In a recent conference call, Kathleen Sebelius, Health and Human Services Secretary, advised reporters that the new program will bring immediate relief to millions of Americans who have pre-existing health conditions, such as diabetes and other diseases.
Most people do not know much about diabetes, a serious disease affecting more than 18 million adults and children in the United States. It is estimated by the nation’s health care authorities that in addition to the 18 millions diagnosed cases, there are also more than 6 million as yet undiagnosed, they have the disease but are not aware of it.
Diabetes is an incurable disease that in the majority of cases exists when a person has above normal blood sugar levels in their body that persist over a longer than normal amount of time. This condition is known as type-2 diabetes and accounts for about 90 to 95 percent of all forms of diabetes. The other main forms are Type-1 diabetes and Gestational diabetes. For many years type-2 was a disease occurring mainly in people of about 40 years of age and older but in recent years the incidence of diagnosis in people of much younger age has been increasing significantly.
Glucose exists in the blood quite naturally after eating and digesting food and is needed by the cells of the body in the metabolic process to provide energy that maintains all life processes.

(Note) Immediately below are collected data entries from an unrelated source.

use crate::error::Result;
use attest_storage::LedgerReader;
use attest_types::{Address, AncestorInput, UnitId};
use std::collections::{BTreeMap, BTreeSet};
use tracing::debug;

/// Breadth-first walk over native-asset transfer inputs, starting at a payment unit.
///
/// Each call to [`next_level`](Self::next_level) queries one level of inputs.
/// The walk ends after `max_depth` levels or when the frontier is empty, and
/// cannot be restarted.
pub struct AncestryWalker<'a> {
    ledger: &'a dyn LedgerReader,
    excluded_address: Address,
    frontier: Vec<UnitId>,
    depth: u32,
    max_depth: u32,
}

impl<'a> AncestryWalker<'a> {
    pub fn new(
        ledger: &'a dyn LedgerReader,
        payment_unit: UnitId,
        excluded_address: Address,
        max_depth: u32,
    ) -> Self {
        Self {
            ledger,
            excluded_address,
            frontier: vec![payment_unit],
            depth: 0,
            max_depth,
        }
    }

    pub fn depth(&self) -> u32 {
        self.depth
    }

    pub fn is_finished(&self) -> bool {
        self.frontier.is_empty() || self.depth >= self.max_depth
    }

    /// Inputs of the next level, with the excluded address filtered out.
    pub async fn next_level(&mut self) -> Result<Option<Vec<AncestorInput>>> {
        if self.is_finished() {
            return Ok(None);
        }
        self.depth += 1;

        let units = std::mem::take(&mut self.frontier);
        let inputs = self.ledger.lookup_ancestor_inputs(&units).await?;

        // Source units are followed even through the excluded address.
        let next: BTreeSet<UnitId> = inputs.iter().map(|i| i.src_unit).collect();
        self.frontier = next.into_iter().collect();

        let candidates: Vec<AncestorInput> = inputs
            .into_iter()
            .filter(|i| i.address != self.excluded_address)
            .collect();

        debug!(
            depth = self.depth,
            candidates = candidates.len(),
            frontier = self.frontier.len(),
            "🔎 Ancestry level walked"
        );
        Ok(Some(candidates))
    }

    /// Drain the walk into address -> highest main-chain index seen.
    pub async fn collect(mut self) -> Result<BTreeMap<Address, u64>> {
        let mut best: BTreeMap<Address, u64> = BTreeMap::new();
        while let Some(level) = self.next_level().await? {
            for input in level {
                let mci = best.entry(input.address).or_insert(input.main_chain_index);
                if *mci < input.main_chain_index {
                    *mci = input.main_chain_index;
                }
            }
        }
        Ok(best)
    }
}

#[cfg(test)]
mod tests {
    use super::*;
    use attest_storage::{LedgerUnit, MemoryLedger, UnitInput};

    fn unit(id: &str, mci: u64, inputs: Vec<(&Address, &str)>) -> LedgerUnit {
        LedgerUnit {
            unit: UnitId::new(id.as_bytes()),
            main_chain_index: mci,
            inputs: inputs
                .into_iter()
                .map(|(address, src)| UnitInput {
                    address: address.clone(),
                    src_unit: UnitId::new(src.as_bytes()),
                    asset: None,
                })
                .collect(),
            outputs: vec![],
        }
    }

    #[tokio::test]
    async fn test_keeps_max_mci_and_excludes_payer() {
        let ledger = MemoryLedger::new();
        let user = Address::derive(b"user");
        let a = Address::derive(b"a");
        let b = Address::derive(b"b");

        ledger.add_unit(unit("root-a", 3, vec![])).await;
        ledger.add_unit(unit("src-a", 10, vec![(&a, "root-a")])).await;
        ledger.add_unit(unit("src-b", 25, vec![])).await;
        ledger
            .add_unit(unit("payment", 30, vec![(&a, "src-a"), (&b, "src-b"), (&user, "src-b")]))
            .await;

        let walker = AncestryWalker::new(&ledger, UnitId::new(b"payment"), user.clone(), 5);
        let found = walker.collect().await.unwrap();

        assert_eq!(found.get(&a), Some(&10));
        assert_eq!(found.get(&b), Some(&25));
        assert!(!found.contains_key(&user));
    }

    #[tokio::test]
    async fn test_unknown_payment_yields_nothing() {
        let ledger = MemoryLedger::new();
        let walker =
            AncestryWalker::new(&ledger, UnitId::new(b"missing"), Address::derive(b"user"), 5);
        assert!(walker.collect().await.unwrap().is_empty());
    }

    #[tokio::test]
    async fn test_native_asset_only() {
        let ledger = MemoryLedger::new();
        let token_payer = Address::derive(b"token");
        ledger.add_unit(unit("src", 1, vec![])).await;
        let mut payment = unit("payment", 2, vec![(&token_payer, "src")]);
        payment.inputs[0].asset = Some("some-asset".to_string());
        ledger.add_unit(payment).await;

        let walker =
            AncestryWalker::new(&ledger, UnitId::new(b"payment"), Address::derive(b"user"), 5);
        assert!(walker.collect().await.unwrap().is_empty());
    }
}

Taking care of diabetes is an expensive undertaking. Publications of the Center for Disease Control state that the cost of diagnosed cases of diabetes for a recent year, 2007, amounted to $116 billion in direct medical costs and an additional $58 billion dollars for indirect costs, including expenditures relating to disability, loss of work, and premature death.
There is also a disease condition associated with diabetes called Prediabetes, which is the name given to those people whose blood sugar levels are higher than normal but not as high as those of diabetes. It is estimated that there are more than 57 million people with prediabetes in the United States, many of them not aware that they have it. Both diabetes and prediabetes are serious conditions that should be under the care of a physician who can monitor its progress and prescribe lifestyle changes and perhaps medication that can prevent the diseases developing to the extent that the well-known serious and life-threatening complications will begin to take hold.
Now growing to epidemic proportions in the United States, it is forecast that there will be more than 30 million people with diabetes by the year 2030 based on the current rate of diagnosis.
The United States is not alone in facing a threatening crisis in the growth rate of diabetes and the associated condition called prediabetes. The World Health Organization (WHO) reports that the same thing is taking place in Mexico and Canada, the UK and other European countries, and in Russia, India, China and most economically developed and developing counties.
The lifestyle of the western world is the major factor of the increase of prediabetes and diabetes.